[Saved data entries]

▶

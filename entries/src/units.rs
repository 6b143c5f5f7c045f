//! Energy values tagged with a unit
//!
//! All corrections are computed in eV; other units only appear at the
//! edges (input files and reports).

use serde::{Deserialize, Serialize};
use std::fmt;
use std::str::FromStr;

const HARTREE_TO_EV: f64 = 27.211386245988;
const RYDBERG_TO_EV: f64 = HARTREE_TO_EV / 2.0;
const EV_TO_KJ_PER_MOL: f64 = 96.485332123;
const KCAL_TO_KJ: f64 = 4.184;

#[derive(Debug, Clone, Copy, PartialEq, Eq, Hash, Default, Serialize, Deserialize)]
pub enum EnergyUnit {
    #[default]
    #[serde(rename = "eV")]
    Ev,
    #[serde(rename = "meV")]
    MilliEv,
    #[serde(rename = "Ha")]
    Hartree,
    #[serde(rename = "Ry")]
    Rydberg,
    #[serde(rename = "kJ/mol")]
    KjPerMol,
    #[serde(rename = "kcal/mol")]
    KcalPerMol,
}

impl EnergyUnit {
    /// Size of one of this unit, in eV.
    pub fn in_ev(self) -> f64 {
        match self {
            EnergyUnit::Ev => 1.0,
            EnergyUnit::MilliEv => 1e-3,
            EnergyUnit::Hartree => HARTREE_TO_EV,
            EnergyUnit::Rydberg => RYDBERG_TO_EV,
            EnergyUnit::KjPerMol => 1.0 / EV_TO_KJ_PER_MOL,
            EnergyUnit::KcalPerMol => KCAL_TO_KJ / EV_TO_KJ_PER_MOL,
        }
    }

    pub fn symbol(self) -> &'static str {
        match self {
            EnergyUnit::Ev => "eV",
            EnergyUnit::MilliEv => "meV",
            EnergyUnit::Hartree => "Ha",
            EnergyUnit::Rydberg => "Ry",
            EnergyUnit::KjPerMol => "kJ/mol",
            EnergyUnit::KcalPerMol => "kcal/mol",
        }
    }
}

impl fmt::Display for EnergyUnit {
    fn fmt(&self, f: &mut fmt::Formatter<'_>) -> fmt::Result {
        f.write_str(self.symbol())
    }
}

impl FromStr for EnergyUnit {
    type Err = String;

    fn from_str(s: &str) -> Result<Self, Self::Err> {
        match s.to_lowercase().as_str() {
            "ev" => Ok(EnergyUnit::Ev),
            "mev" => Ok(EnergyUnit::MilliEv),
            "ha" | "hartree" => Ok(EnergyUnit::Hartree),
            "ry" | "rydberg" => Ok(EnergyUnit::Rydberg),
            "kj/mol" | "kjmol" => Ok(EnergyUnit::KjPerMol),
            "kcal/mol" | "kcalmol" => Ok(EnergyUnit::KcalPerMol),
            _ => Err(format!("Unknown energy unit: {}", s)),
        }
    }
}

#[derive(Debug, Clone, Copy, PartialEq, Serialize, Deserialize)]
pub struct Energy {
    pub value: f64,
    pub unit: EnergyUnit,
}

impl Energy {
    pub fn new(value: f64, unit: EnergyUnit) -> Self {
        Self { value, unit }
    }

    pub fn ev(value: f64) -> Self {
        Self::new(value, EnergyUnit::Ev)
    }

    pub fn to(self, unit: EnergyUnit) -> Energy {
        Energy {
            value: self.value * self.unit.in_ev() / unit.in_ev(),
            unit,
        }
    }

    pub fn as_ev(self) -> f64 {
        self.to(EnergyUnit::Ev).value
    }
}

impl fmt::Display for Energy {
    fn fmt(&self, f: &mut fmt::Formatter<'_>) -> fmt::Result {
        write!(f, "{:.6} {}", self.value, self.unit)
    }
}
//! Schemes built from an ordered list of correction strategies
//!
//! This is how the legacy Materials Project and MIT schemes are defined.
//! Each strategy contributes at most one constant adjustment named after
//! the strategy.

use crate::compatibility::{Compatibility, ProcessOptions, SchemeOptions};
use crate::correction::{
    AnionCorrection, AqueousCorrection, Correction, CorrectionOutcome, GasCorrection,
    PotcarCorrection, UCorrection,
};
use crate::error::{CompatibilityError, ConfigError};
use crate::input_set::{InputSetLibrary, MIT_RELAX_SET, MP_RELAX_SET};
use crate::tables::CompatibilityConfig;
use entries::{ComputedEntry, EnergyAdjustment, UFloat, Uncertainty};
use serde::Serialize;
use std::fmt;

pub const DEFAULT_RUN_TYPES: [&str; 4] = ["GGA", "GGA+U", "PBE", "PBE+U"];

pub struct CorrectionsList {
    name: String,
    corrections: Vec<Box<dyn Correction>>,
    run_types: Vec<String>,
}

impl CorrectionsList {
    pub fn new(name: impl Into<String>, corrections: Vec<Box<dyn Correction>>) -> Self {
        Self {
            name: name.into(),
            corrections,
            run_types: DEFAULT_RUN_TYPES.iter().map(|s| s.to_string()).collect(),
        }
    }

    pub fn with_run_types<I, S>(mut self, run_types: I) -> Self
    where
        I: IntoIterator<Item = S>,
        S: Into<String>,
    {
        self.run_types = run_types.into_iter().map(Into::into).collect();
        self
    }

    pub fn corrections(&self) -> &[Box<dyn Correction>] {
        &self.corrections
    }

    /// Legacy Materials Project scheme, MPRelaxSet settings.
    pub fn materials_project(options: &SchemeOptions) -> Result<Self, ConfigError> {
        Self::legacy("MaterialsProjectCompatibility", "MP", MP_RELAX_SET, options, false)
    }

    /// MIT scheme, MITRelaxSet settings.
    pub fn mit(options: &SchemeOptions) -> Result<Self, ConfigError> {
        Self::legacy("MITCompatibility", "MIT", MIT_RELAX_SET, options, false)
    }

    /// MIT scheme followed by the legacy aqueous correction.
    pub fn mit_aqueous(options: &SchemeOptions) -> Result<Self, ConfigError> {
        Self::legacy("MITAqueousCompatibility", "MIT", MIT_RELAX_SET, options, true)
    }

    fn legacy(
        name: &str,
        scheme: &str,
        input_set: &str,
        options: &SchemeOptions,
        aqueous: bool,
    ) -> Result<Self, ConfigError> {
        let config = CompatibilityConfig::load(options.config_file.as_deref())?;
        let tables = config.scheme(scheme)?;
        let input_set = InputSetLibrary::load(options.input_set_file.as_deref())?.get(input_set)?;

        let mut corrections: Vec<Box<dyn Correction>> = vec![
            Box::new(PotcarCorrection::new(
                input_set.clone(),
                options.check_potcar,
                options.check_potcar_hash,
            )?),
            Box::new(GasCorrection::new(tables)?),
            Box::new(AnionCorrection::new(tables, options.correct_peroxide)?),
            Box::new(UCorrection::new(tables, &input_set, options.compat_type)),
        ];
        if aqueous {
            corrections.push(Box::new(AqueousCorrection::new(tables)?));
        }
        Ok(Self::new(name, corrections))
    }

    fn check_run_type(&self, entry: &ComputedEntry) -> Result<(), CompatibilityError> {
        let run_type = entry.parameters.run_type.as_deref();
        if run_type.is_some_and(|run_type| self.run_types.iter().any(|r| r == run_type)) {
            Ok(())
        } else {
            Err(CompatibilityError::InvalidRunType {
                entry: entry.label(),
                run_type: run_type.map(str::to_string),
                allowed: self.run_types.clone(),
            })
        }
    }

    /// Nonzero corrections by strategy name, in strategy order.
    pub fn corrections_dict(
        &self,
        entry: &ComputedEntry,
    ) -> Result<Vec<(String, UFloat)>, CompatibilityError> {
        let mut applied = Vec::new();
        for correction in &self.corrections {
            if let CorrectionOutcome::Applied(value) = correction.get_correction(entry)? {
                applied.push((correction.name(), value));
            }
        }
        Ok(applied)
    }

    /// Every strategy's contribution to `entry`, zero ones included, along
    /// with the energy the entry would have after processing.
    pub fn explanation(
        &self,
        entry: &ComputedEntry,
    ) -> Result<CorrectionsExplanation, CompatibilityError> {
        let mut copy = entry.clone();
        let processed = self.process_entry(&mut copy, &ProcessOptions::default())?;
        let applied = self.corrections_dict(entry)?;

        let corrections = self
            .corrections
            .iter()
            .map(|correction| {
                let name = correction.name();
                let value = applied
                    .iter()
                    .find(|(applied_name, _)| *applied_name == name)
                    .map(|(_, value)| *value)
                    .unwrap_or(UFloat::ZERO);
                CorrectionDetail {
                    name,
                    description: correction.description().to_string(),
                    value: value.nominal,
                    uncertainty: Uncertainty::of_correction(value),
                }
            })
            .collect();

        Ok(CorrectionsExplanation {
            compatibility: self.name.clone(),
            composition: entry.composition.formula(),
            uncorrected_energy: entry.uncorrected_energy,
            corrected_energy: processed.as_ref().map(|e| e.energy()),
            correction_uncertainty: processed.as_ref().map(|e| e.correction_uncertainty()),
            corrections,
        })
    }
}

impl Compatibility for CorrectionsList {
    fn name(&self) -> &str {
        &self.name
    }

    fn get_adjustments(
        &self,
        entry: &mut ComputedEntry,
    ) -> Result<Vec<EnergyAdjustment>, CompatibilityError> {
        self.check_run_type(entry)?;
        Ok(self
            .corrections_dict(entry)?
            .into_iter()
            .map(|(name, value)| {
                EnergyAdjustment::constant(value.nominal, Uncertainty::of_correction(value))
                    .with_name(name.clone())
                    .with_cls(self.name.clone())
                    .with_description(name)
            })
            .collect())
    }
}

#[derive(Debug, Clone, PartialEq, Serialize)]
pub struct CorrectionDetail {
    pub name: String,
    pub description: String,
    pub value: f64,
    pub uncertainty: Uncertainty,
}

#[derive(Debug, Clone, PartialEq, Serialize)]
pub struct CorrectionsExplanation {
    pub compatibility: String,
    pub composition: String,
    pub uncorrected_energy: f64,
    /// `None` when the entry is rejected by the scheme.
    pub corrected_energy: Option<f64>,
    pub correction_uncertainty: Option<Uncertainty>,
    pub corrections: Vec<CorrectionDetail>,
}

impl fmt::Display for CorrectionsExplanation {
    fn fmt(&self, f: &mut fmt::Formatter<'_>) -> fmt::Result {
        writeln!(
            f,
            "The uncorrected value of the energy of {} is {:.6} eV",
            self.composition, self.uncorrected_energy
        )?;
        writeln!(
            f,
            "The following corrections / screening are applied for {}:",
            self.compatibility
        )?;
        for correction in &self.corrections {
            writeln!(f, "{}: {}", correction.name, correction.description)?;
            writeln!(f, "For the entry, this correction has the value {:.6} eV.", correction.value)?;
            match correction.uncertainty {
                Uncertainty::Known(sigma) => {
                    writeln!(f, "This correction has an uncertainty value of {:.6} eV.", sigma)?
                }
                Uncertainty::Unknown => {
                    writeln!(f, "This correction does not have uncertainty data available")?
                }
            }
            writeln!(f, "{}", "-".repeat(30))?;
        }
        match self.corrected_energy {
            Some(energy) => write!(f, "The final energy after corrections is {:.6} eV", energy),
            None => write!(f, "The entry is not compatible with {}", self.compatibility),
        }
    }
}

◀

:: WHAT YOU NEED TO DO ::
Lines above that contain the string "writeln" make up the answer.

:: WRITTEN SOLUTION ::
        writeln!(
        writeln!(
            writeln!(f, "{}: {}", correction.name, correction.description)?;
            writeln!(f, "For the entry, this correction has the value {:.6} eV.", correction.value)?;
                    writeln!(f, "This correction has an uncertainty value of {:.6} eV.", sigma)?
                    writeln!(f, "This correction does not have uncertainty data available")?
            writeln!(f, "{}", "-".repeat(30))?;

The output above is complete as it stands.